[GIVEN ENTRIES]
use serde::{Deserialize, Serialize};

/// A heart-rate-variability metric covered by the reference data.
#[derive(
    Debug, Clone, Copy, PartialEq, Eq, Hash, Serialize, Deserialize, derive_more::Display,
)]
pub enum Metric {
    /// Standard deviation of all NN intervals (overall variability), in ms.
    #[display("sdNN")]
    #[serde(rename = "sdNN")]
    SdNn = 0,
    /// Root mean square of successive differences (short-term
    /// beat-to-beat variability), in ms.
    #[display("RMSSD")]
    #[serde(rename = "RMSSD")]
    Rmssd = 1,
    /// High-frequency spectral power, in ms².
    #[display("HF")]
    #[serde(rename = "HF")]
    Hf = 2,
}

impl Metric {
    /// Number of metrics tabulated per cohort.
    pub const LEN: usize = 3;
    /// All metrics, in table order.
    pub const ALL: [Metric; Metric::LEN] = [Metric::SdNn, Metric::Rmssd, Metric::Hf];

    /// Maps a metric name to its canonical tag, ignoring ASCII case.
    ///
    /// Names the reference data does not cover yield `None`; the caller
    /// decides how to classify that miss.
    ///
    /// # Examples
    ///
    /// ```
    /// use hrvnorm_reference::Metric;
    ///
    /// assert_eq!(Metric::normalize("sdnn"), Some(Metric::SdNn));
    /// assert_eq!(Metric::normalize("RMSSD"), Some(Metric::Rmssd));
    /// assert_eq!(Metric::normalize("hf"), Some(Metric::Hf));
    /// assert_eq!(Metric::normalize("LF"), None);
    /// ```
    #[must_use]
    pub fn normalize(name: &str) -> Option<Self> {
        if name.eq_ignore_ascii_case("sdnn") {
            Some(Self::SdNn)
        } else if name.eq_ignore_ascii_case("rmssd") {
            Some(Self::Rmssd)
        } else if name.eq_ignore_ascii_case("hf") {
            Some(Self::Hf)
        } else {
            None
        }
    }

    pub(crate) const fn as_usize(self) -> usize {
        self as usize
    }
}

#[cfg(test)]
mod tests {
    use super::*;

    #[test]
    fn normalization_is_case_insensitive() {
        assert_eq!(Metric::normalize("sdNN"), Some(Metric::SdNn));
        assert_eq!(Metric::normalize("SDNN"), Some(Metric::SdNn));
        assert_eq!(Metric::normalize("rmssd"), Some(Metric::Rmssd));
        assert_eq!(Metric::normalize("rMSSD"), Some(Metric::Rmssd));
        assert_eq!(Metric::normalize("Hf"), Some(Metric::Hf));
    }

    #[test]
    fn uncovered_metric_names_do_not_normalize() {
        assert_eq!(Metric::normalize(""), None);
        assert_eq!(Metric::normalize("sdann"), None);
        assert_eq!(Metric::normalize("LF"), None);
        assert_eq!(Metric::normalize("pNN50"), None);
    }

    #[test]
    fn canonical_names_round_trip() {
        for metric in Metric::ALL {
            assert_eq!(Metric::normalize(&metric.to_string()), Some(metric));
        }
    }
}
[/GIVEN ENTRIES]
WORK REQUIRED - Every entry, from first to last, is to be reproduced exactly.

RESPONSE BELOW -
use serde::{Deserialize, Serialize};

/// A heart-rate-variability metric covered by the reference data.
#[derive(
    Debug, Clone, Copy, PartialEq, Eq, Hash, Serialize, Deserialize, derive_more::Display,
)]
pub enum Metric {
    /// Standard deviation of all NN intervals (overall variability), in ms.
    #[display("sdNN")]
    #[serde(rename = "sdNN")]
    SdNn = 0,
    /// Root mean square of successive differences (short-term
    /// beat-to-beat variability), in ms.
    #[display("RMSSD")]
    #[serde(rename = "RMSSD")]
    Rmssd = 1,
    /// High-frequency spectral power, in ms².
    #[display("HF")]
    #[serde(rename = "HF")]
    Hf = 2,
}

impl Metric {
    /// Number of metrics tabulated per cohort.
    pub const LEN: usize = 3;
    /// All metrics, in table order.
    pub const ALL: [Metric; Metric::LEN] = [Metric::SdNn, Metric::Rmssd, Metric::Hf];

    /// Maps a metric name to its canonical tag, ignoring ASCII case.
    ///
    /// Names the reference data does not cover yield `None`; the caller
    /// decides how to classify that miss.
    ///
    /// # Examples
    ///
    /// ```
    /// use hrvnorm_reference::Metric;
    ///
    /// assert_eq!(Metric::normalize("sdnn"), Some(Metric::SdNn));
    /// assert_eq!(Metric::normalize("RMSSD"), Some(Metric::Rmssd));
    /// assert_eq!(Metric::normalize("hf"), Some(Metric::Hf));
    /// assert_eq!(Metric::normalize("LF"), None);
    /// ```
    #[must_use]
    pub fn normalize(name: &str) -> Option<Self> {
        if name.eq_ignore_ascii_case("sdnn") {
            Some(Self::SdNn)
        } else if name.eq_ignore_ascii_case("rmssd") {
            Some(Self::Rmssd)
        } else if name.eq_ignore_ascii_case("hf") {
            Some(Self::Hf)
        } else {
            None
        }
    }

    pub(crate) const fn as_usize(self) -> usize {
        self as usize
    }
}

#[cfg(test)]
mod tests {
    use super::*;

    #[test]
    fn normalization_is_case_insensitive() {
        assert_eq!(Metric::normalize("sdNN"), Some(Metric::SdNn));
        assert_eq!(Metric::normalize("SDNN"), Some(Metric::SdNn));
        assert_eq!(Metric::normalize("rmssd"), Some(Metric::Rmssd));
        assert_eq!(Metric::normalize("rMSSD"), Some(Metric::Rmssd));
        assert_eq!(Metric::normalize("Hf"), Some(Metric::Hf));
    }

    #[test]
    fn uncovered_metric_names_do_not_normalize() {
        assert_eq!(Metric::normalize(""), None);
        assert_eq!(Metric::normalize("sdann"), None);
        assert_eq!(Metric::normalize("LF"), None);
        assert_eq!(Metric::normalize("pNN50"), None);
    }

    #[test]
    fn canonical_names_round_trip() {
        for metric in Metric::ALL {
            assert_eq!(Metric::normalize(&metric.to_string()), Some(metric));
        }
    }
}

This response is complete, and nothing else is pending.